7th Vice President of Kiribati
- Incumbent
- Assumed office 19 June 2019
- President: Taneti Maamau
- Preceded by: Kourabi Nenem

Minister for Finance and Economic Development
- Incumbent
- Assumed office 15 March 2016
- Preceded by: Tom Murdoch

Member of the House of Assembly
- Incumbent
- Assumed office 7 January 2016
- Constituency: Abaiang

Personal details
- Education: University of the South Pacific (BA) University of East Anglia University of Strathclyde (MS)

= Teuea Toatu =

Vice President of Kiribati since 2019

Teuea Toatu is an I-Kiribati politician who has been the 7th Vice President of Kiribati since 2019, and a member of the House of Assembly and Minister for Finance and Economic Development since 2016. Prior to his tenure in the assembly he worked in the Ministry of Finance and Economic Development and in other economic positions in Kiribati.
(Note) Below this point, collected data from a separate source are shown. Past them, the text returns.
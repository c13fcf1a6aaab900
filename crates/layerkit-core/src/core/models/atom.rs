use nalgebra::Vector3;

/// Represents an atom in a crystal structure.
///
/// Atoms carry a species label and a fractional coordinate in the lattice
/// basis. Coordinates are conventionally in `[0, 1)` but are not wrapped on
/// input; analysis code wraps them where periodicity requires it. Atoms are
/// immutable once parsed.
#[derive(Debug, Clone, PartialEq)]
pub struct Atom {
    /// The species label (e.g. "Fe", "Mo").
    pub species: String,
    /// The fractional coordinate in the lattice basis.
    pub frac: Vector3<f64>,
}

impl Atom {
    /// Creates a new `Atom` with the given species label and fractional
    /// coordinate.
    pub fn new(species: &str, frac: Vector3<f64>) -> Self {
        Self {
            species: species.to_string(),
            frac,
        }
    }
}
use crate::error::{CliError, Result};
use std::fs::File;
use std::path::PathBuf;
use tracing_subscriber::{
    filter::LevelFilter,
    fmt::{self},
    prelude::*,
};

pub fn setup_logging(verbosity: u8, quiet: bool, log_file: Option<PathBuf>) -> Result<()> {
    let level_filter = if quiet {
        LevelFilter::OFF
    } else {
        match verbosity {
            0 => LevelFilter::WARN,
            1 => LevelFilter::INFO,
            2 => LevelFilter::DEBUG,
            _ => LevelFilter::TRACE,
        }
    };

    let stderr_layer = fmt::layer()
        .with_writer(std::io::stderr)
        .with_ansi(true)
        .with_target(false)
        .compact();

    let subscriber = tracing_subscriber::registry()
        .with(level_filter)
        .with(stderr_layer);

    if let Some(path) = log_file {
        let file = File::create(&path).map_err(CliError::Io)?;

        let file_layer = fmt::layer()
            .with_writer(file)
            .with_ansi(false)
            .with_thread_ids(true)
            .with_target(true);

        subscriber.with(file_layer).init();
    } else {
        subscriber.init();
    }

    Ok(())
}

#[cfg(test)]
mod tests {
    use super::*;
    use serial_test::serial;
    use std::sync::Once;
    use tracing::{debug, error, info, trace, warn};

    static INIT: Once = Once::new();

    fn ensure_global_logger_is_set() {
        INIT.call_once(|| {
            setup_logging(3, false, None).expect("Failed to set up global logger for tests");
        });
    }

    #[test]
    #[serial]
    fn initialization_and_macros_work() {
        ensure_global_logger_is_set();

        error!("This is an error");
        warn!("This is a warning");
        info!("This is info");
        debug!("This is debug");
        trace!("This is trace");
    }
}
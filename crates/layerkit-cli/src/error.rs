use layerkit::engine::error::AnalysisError;
use layerkit::staging::StagingError;
use std::path::PathBuf;
use thiserror::Error;

pub type Result<T> = std::result::Result<T, CliError>;

#[derive(Debug, Error)]
pub enum CliError {
    #[error(transparent)]
    Analysis(#[from] AnalysisError),

    #[error(transparent)]
    Staging(#[from] StagingError),

    #[error("Failed to process '{path}': {source}", path = path.display())]
    FileProcessing {
        path: PathBuf,
        #[source]
        source: anyhow::Error,
    },

    #[error("Invalid argument: {0}")]
    Argument(String),

    #[error("Report export error: {0}")]
    Csv(#[from] csv::Error),

    #[error("I/O error: {0}")]
    Io(#[from] std::io::Error),

    #[error(transparent)]
    Other(#[from] anyhow::Error),
}
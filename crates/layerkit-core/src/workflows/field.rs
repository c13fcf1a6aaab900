use crate::core::io::volumetric::VolumetricFile;
use crate::core::models::field::ScalarField;
use crate::engine::config::FieldConfig;
use crate::engine::error::AnalysisError;
use crate::engine::hotspots::{self, FieldAnalysis};
use std::path::{Path, PathBuf};
use tracing::{info, instrument};

/// A field analysis tagged with the label derived from its file name.
#[derive(Debug, Clone, PartialEq)]
pub struct LabelledFieldAnalysis {
    pub label: String,
    pub analysis: FieldAnalysis,
}

/// Runs the hotspot analysis on an in-memory scalar field.
///
/// # Errors
///
/// Returns [`AnalysisError`] for empty grids, degenerate lattices, or fields
/// without atoms.
pub fn analyze_field(
    field: &ScalarField,
    config: &FieldConfig,
) -> Result<FieldAnalysis, AnalysisError> {
    hotspots::analyze_field(field, config)
}

/// Reads a volumetric file and runs the hotspot analysis on it.
///
/// # Errors
///
/// Returns [`AnalysisError`] if the file cannot be parsed or the analysis
/// rejects the field.
#[instrument(skip_all, name = "field_analysis")]
pub fn analyze_path<P: AsRef<Path>>(
    path: P,
    config: &FieldConfig,
) -> Result<FieldAnalysis, AnalysisError> {
    let path = path.as_ref();
    info!("Loading scalar field from {}", path.display());
    let (field, _) = VolumetricFile::read_from_path(path)?;
    let analysis = hotspots::analyze_field(&field, config)?;
    info!(
        "Field analysis of {} complete: max {:.5}, {} hotspot(s)",
        path.display(),
        analysis.summary.max_value,
        analysis.hotspots.len()
    );
    Ok(analysis)
}

/// Analyzes every volumetric file in `directory` whose name starts with
/// `prefix`, in label order: numeric labels first (sorted numerically), then
/// text labels lexicographically.
///
/// # Errors
///
/// Returns the first error encountered; per-file error recovery is the
/// caller's concern.
pub fn analyze_directory<P: AsRef<Path>>(
    directory: P,
    prefix: &str,
    config: &FieldConfig,
) -> Result<Vec<LabelledFieldAnalysis>, AnalysisError> {
    let labelled = labelled_files(directory, prefix)?;
    let mut results = Vec::with_capacity(labelled.len());
    for (label, path) in labelled {
        let analysis = analyze_path(&path, config)?;
        results.push(LabelledFieldAnalysis { label, analysis });
    }
    Ok(results)
}

/// Lists the volumetric files in `directory` whose names start with `prefix`,
/// paired with their labels and ordered numeric-first. Callers that need
/// per-file error recovery iterate this list themselves.
pub fn labelled_files<P: AsRef<Path>>(
    directory: P,
    prefix: &str,
) -> Result<Vec<(String, PathBuf)>, AnalysisError> {
    let mut labelled: Vec<(String, PathBuf)> = Vec::new();
    for entry in std::fs::read_dir(directory)? {
        let entry = entry?;
        let path = entry.path();
        let Some(name) = path.file_name().and_then(|n| n.to_str()) else {
            continue;
        };
        if path.is_file() && name.starts_with(prefix) {
            labelled.push((label_for_name(name, prefix), path));
        }
    }
    labelled.sort_by_key(|(label, _)| label_sort_key(label));
    Ok(labelled)
}

/// Derives the label for a file name by stripping the prefix; the remainder
/// before the first dot, with "bulk" preserved as-is.
pub fn label_for_name(name: &str, prefix: &str) -> String {
    let stem = name.strip_prefix(prefix).unwrap_or(name);
    if stem.eq_ignore_ascii_case("bulk") {
        return "bulk".to_string();
    }
    stem.split('.').next().unwrap_or(stem).to_string()
}

fn label_sort_key(label: &str) -> (u8, u64, String) {
    match label.parse::<u64>() {
        Ok(number) => (0, number, String::new()),
        Err(_) => (1, 0, label.to_string()),
    }
}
==Early life and education==
Teuea Toatu graduated from the University of the South Pacific with a bachelor of arts degree in accounting and economics in 1980, the University of East Anglia with a certificate in computing in 1984, and the University of Strathclyde with a master of science degree in finance in 1987.

==Public service career==
Toatu first worked for the government of Kiribati as a principal auditor. From 1988 to 1991, Toatu was Deputy Secretary in the Ministry of Finance and Economic Development. He was chair of the board of directors of the Kiribati National Provident Fund and deputy chair of the board of directors of the Development Bank of Kiribati. In 1991, he became a programme coordinator for the South Pacific Applied Geoscience Commission.

==Political career==
In the 2016 election Toatu won a seat in the House of Assembly representing Abaiang. President Taneti Maamau appointed Toatu as Minister of Finance and Economic Development in 2016.

Vice President Kourabi Nenem was dismissed from office by Maamau for violating the government's travel policy by taking an unsanctioned trip to Indonesia. Toatu was appointed to replace Nenem as Vice-President of Kiribati on 19 June 2019, and retained his position as Minister of Finance and Economic Development.
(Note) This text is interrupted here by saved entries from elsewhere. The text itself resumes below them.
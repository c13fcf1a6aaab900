use crate::core::models::lattice::in_plane_axes;
use crate::core::models::structure::Structure;
use crate::engine::config::BondConfig;
use crate::engine::error::{AnalysisError, MIN_CELL_VOLUME};
use crate::engine::layers::{LayerProfile, layer_profile, stacking_axis};
use crate::engine::primitive::primitive_reduction;
use nalgebra::Vector3;
use std::fmt;

/// Distance below which a pair is treated as coincident atoms, not a bond.
const MIN_BOND_LENGTH: f64 = 1e-6;

/// Tolerance for the in-plane/interlayer tie-break: displacements whose
/// stacking and in-plane components agree within this margin classify as
/// in-plane.
const CLASSIFY_TOLERANCE: f64 = 1e-6;

/// The three independent enumeration views of a structure.
#[derive(Debug, Clone, Copy, PartialEq, Eq)]
pub enum CellView {
    Unit,
    Primitive,
    Supercell,
}

impl fmt::Display for CellView {
    fn fmt(&self, f: &mut fmt::Formatter<'_>) -> fmt::Result {
        match self {
            CellView::Unit => write!(f, "unit cell"),
            CellView::Primitive => write!(f, "primitive cell"),
            CellView::Supercell => write!(f, "supercell"),
        }
    }
}

/// Classification of a bond by the orientation of its displacement.
#[derive(Debug, Clone, Copy, PartialEq, Eq, Hash)]
pub enum BondClass {
    InPlane,
    Interlayer,
}

impl fmt::Display for BondClass {
    fn fmt(&self, f: &mut fmt::Formatter<'_>) -> fmt::Result {
        match self {
            BondClass::InPlane => write!(f, "in-plane"),
            BondClass::Interlayer => write!(f, "interlayer"),
        }
    }
}

/// Canonical unordered species pair, stored in lexicographic order.
#[derive(Debug, Clone, PartialEq, Eq, Hash, PartialOrd, Ord)]
pub struct SpeciesPair(String, String);

impl SpeciesPair {
    pub fn new(a: &str, b: &str) -> Self {
        if a <= b {
            Self(a.to_string(), b.to_string())
        } else {
            Self(b.to_string(), a.to_string())
        }
    }
}

impl fmt::Display for SpeciesPair {
    fn fmt(&self, f: &mut fmt::Formatter<'_>) -> fmt::Result {
        write!(f, "{}-{}", self.0, self.1)
    }
}

/// A deduplicated bond entry: one representative length and the number of
/// merged occurrences.
#[derive(Debug, Clone, PartialEq)]
pub struct BondSummary {
    pub pair: SpeciesPair,
    pub class: BondClass,
    /// Representative length in Angstroms (first observation, rounded to
    /// 1e-3).
    pub length: f64,
    /// Number of raw bonds merged into this entry.
    pub count: usize,
}

/// Distance statistics for one species pair within a view.
#[derive(Debug, Clone, PartialEq)]
pub struct PairStats {
    pub pair: SpeciesPair,
    /// Unique (deduplicated) lengths, ascending.
    pub lengths: Vec<f64>,
    pub min: f64,
    pub max: f64,
    /// Occurrence-weighted mean length.
    pub mean: f64,
}

/// Bond report for one enumeration view.
#[derive(Debug, Clone, PartialEq)]
pub struct ViewReport {
    pub view: CellView,
    /// Number of deduplicated bond entries across both classes.
    pub unique_bonds: usize,
    pub in_plane: Vec<BondSummary>,
    pub interlayer: Vec<BondSummary>,
    pub pair_stats: Vec<PairStats>,
}

/// Full bond analysis: layer profile plus one independently computed report
/// per view.
#[derive(Debug, Clone, PartialEq)]
pub struct BondAnalysis {
    pub layers: LayerProfile,
    pub unit: ViewReport,
    pub primitive: ViewReport,
    pub supercell: ViewReport,
}

/// Enumerates, classifies, deduplicates, and aggregates bonds for the unit
/// cell, the primitive cell, and the 3x3x1 in-plane supercell.
///
/// # Errors
///
/// Returns [`AnalysisError::Geometry`] for a degenerate lattice and
/// [`AnalysisError::InsufficientAtoms`] for structures with fewer than two
/// atoms.
pub fn analyze_structure(
    structure: &Structure,
    config: &BondConfig,
) -> Result<BondAnalysis, AnalysisError> {
    let volume = structure.lattice.volume();
    if volume < MIN_CELL_VOLUME {
        return Err(AnalysisError::Geometry { volume });
    }
    if structure.len() < 2 {
        return Err(AnalysisError::InsufficientAtoms {
            found: structure.len(),
            required: 2,
        });
    }

    let axis = stacking_axis(structure, config.stacking_axis);
    let layers = layer_profile(structure, axis, config.gap_threshold);

    let unit = enumerate_view(structure, axis, CellView::Unit, config);
    let reduced = primitive_reduction(structure, axis, config.reduction_tolerance);
    let primitive = enumerate_view(&reduced, axis, CellView::Primitive, config);
    let supercell = enumerate_view(structure, axis, CellView::Supercell, config);

    Ok(BondAnalysis {
        layers,
        unit,
        primitive,
        supercell,
    })
}

struct RawBond {
    pair: SpeciesPair,
    class: BondClass,
    length: f64,
}

/// True if the integer shift is lexicographically positive, i.e. its first
/// nonzero component is positive. Self-image pairs keep only these shifts so
/// each undirected pair appears once.
fn lex_positive(shift: &[i32; 3]) -> bool {
    for &component in shift {
        if component > 0 {
            return true;
        }
        if component < 0 {
            return false;
        }
    }
    false
}

fn shift_values(axis_is_in_plane: bool, view: CellView) -> Vec<i32> {
    match view {
        CellView::Supercell if axis_is_in_plane => vec![-1, 0, 1],
        _ => vec![0],
    }
}

fn enumerate_view(
    structure: &Structure,
    axis: usize,
    view: CellView,
    config: &BondConfig,
) -> ViewReport {
    let lattice = &structure.lattice;
    let normal = lattice.plane_normal(axis);
    let (p, q) = in_plane_axes(axis);

    let mut shifts: Vec<[i32; 3]> = Vec::new();
    let mut grid = [vec![0], vec![0], vec![0]];
    grid[p] = shift_values(true, view);
    grid[q] = shift_values(true, view);
    grid[axis] = shift_values(false, view);
    for &i in &grid[0] {
        for &j in &grid[1] {
            for &k in &grid[2] {
                shifts.push([i, j, k]);
            }
        }
    }

    let positions = structure.cartesian_positions();
    let mut raw = Vec::new();
    for i in 0..structure.len() {
        for j in i..structure.len() {
            for shift in &shifts {
                if i == j && !lex_positive(shift) {
                    continue;
                }
                let shifted = structure.atoms[j].frac
                    + Vector3::new(
                        f64::from(shift[0]),
                        f64::from(shift[1]),
                        f64::from(shift[2]),
                    );
                let displacement = lattice.fractional_to_cartesian(&shifted) - positions[i];
                let length = displacement.norm();
                if length < MIN_BOND_LENGTH || length > config.max_distance {
                    continue;
                }
                raw.push(RawBond {
                    pair: SpeciesPair::new(
                        &structure.atoms[i].species,
                        &structure.atoms[j].species,
                    ),
                    class: classify(&displacement, normal.as_ref()),
                    length,
                });
            }
        }
    }

    summarize_view(view, raw, config.merge_tolerance)
}

/// Classifies a displacement by comparing its stacking-axis component against
/// its in-plane projection. Near-equal components classify as in-plane.
fn classify(displacement: &Vector3<f64>, normal: Option<&Vector3<f64>>) -> BondClass {
    let Some(normal) = normal else {
        return BondClass::InPlane;
    };
    let stacking = displacement.dot(normal).abs();
    let in_plane = (displacement.norm_squared() - stacking * stacking)
        .max(0.0)
        .sqrt();
    if stacking > in_plane + CLASSIFY_TOLERANCE {
        BondClass::Interlayer
    } else {
        BondClass::InPlane
    }
}

/// Merges a length observation into an existing entry within `tolerance`, or
/// appends a new entry keyed by the length rounded to 1e-3. Applying this to
/// an already-merged list leaves it unchanged.
pub(crate) fn merge_length(entries: &mut Vec<(f64, usize)>, length: f64, tolerance: f64) {
    for (existing, count) in entries.iter_mut() {
        if (*existing - length).abs() <= tolerance {
            *count += 1;
            return;
        }
    }
    entries.push(((length * 1000.0).round() / 1000.0, 1));
}

fn summarize_view(view: CellView, raw: Vec<RawBond>, tolerance: f64) -> ViewReport {
    // Group by (pair, class) preserving first-seen order, then merge lengths.
    let mut groups: Vec<((SpeciesPair, BondClass), Vec<(f64, usize)>)> = Vec::new();
    for bond in &raw {
        let key = (bond.pair.clone(), bond.class);
        let index = match groups.iter().position(|(k, _)| *k == key) {
            Some(index) => index,
            None => {
                groups.push((key, Vec::new()));
                groups.len() - 1
            }
        };
        merge_length(&mut groups[index].1, bond.length, tolerance);
    }

    let mut in_plane = Vec::new();
    let mut interlayer = Vec::new();
    for ((pair, class), entries) in &groups {
        for &(length, count) in entries {
            let summary = BondSummary {
                pair: pair.clone(),
                class: *class,
                length,
                count,
            };
            match class {
                BondClass::InPlane => in_plane.push(summary),
                BondClass::Interlayer => interlayer.push(summary),
            }
        }
    }
    in_plane.sort_by(|a, b| a.length.total_cmp(&b.length));
    interlayer.sort_by(|a, b| a.length.total_cmp(&b.length));

    let mut pair_stats: Vec<PairStats> = Vec::new();
    for summary in in_plane.iter().chain(&interlayer) {
        if !pair_stats.iter().any(|s| s.pair == summary.pair) {
            pair_stats.push(PairStats {
                pair: summary.pair.clone(),
                lengths: Vec::new(),
                min: f64::INFINITY,
                max: f64::NEG_INFINITY,
                mean: 0.0,
            });
        }
    }
    for stats in &mut pair_stats {
        let mut weighted_sum = 0.0;
        let mut total = 0usize;
        for summary in in_plane.iter().chain(&interlayer) {
            if summary.pair != stats.pair {
                continue;
            }
            stats.lengths.push(summary.length);
            stats.min = stats.min.min(summary.length);
            stats.max = stats.max.max(summary.length);
            weighted_sum += summary.length * summary.count as f64;
            total += summary.count;
        }
        stats.lengths.sort_by(f64::total_cmp);
        stats.mean = weighted_sum / total as f64;
    }
    pair_stats.sort_by(|a, b| a.pair.cmp(&b.pair));

    ViewReport {
        view,
        unique_bonds: in_plane.len() + interlayer.len(),
        in_plane,
        interlayer,
        pair_stats,
    }
}
//! Provides the foundational layer of the library.
//!
//! This module contains the stateless data models shared by every analysis,
//! the file I/O implementations for the supported plain-text formats, and
//! low-level periodic-geometry utilities.

pub mod io;
pub mod models;
pub mod utils;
In mid-January 2026, Toatu and New Zealand Foreign Minister Winston Peters signed a statement in Tarawa renewing New Zealand's aid assistance to Kiribati in the areas of health, labour mobility and security.

==Works cited==

===Books===
- Van Trease, Howard (1993). "Atoll Politics: The Republic of Kiribati"

===News===
- "Kiribati names Toatu as new vice president" (2019)
- "More Kiribati ministers lose seats" (2019)
- "New Kiribati cabinet ministers sworn in" (2016)

===Web===
- "Kiribati"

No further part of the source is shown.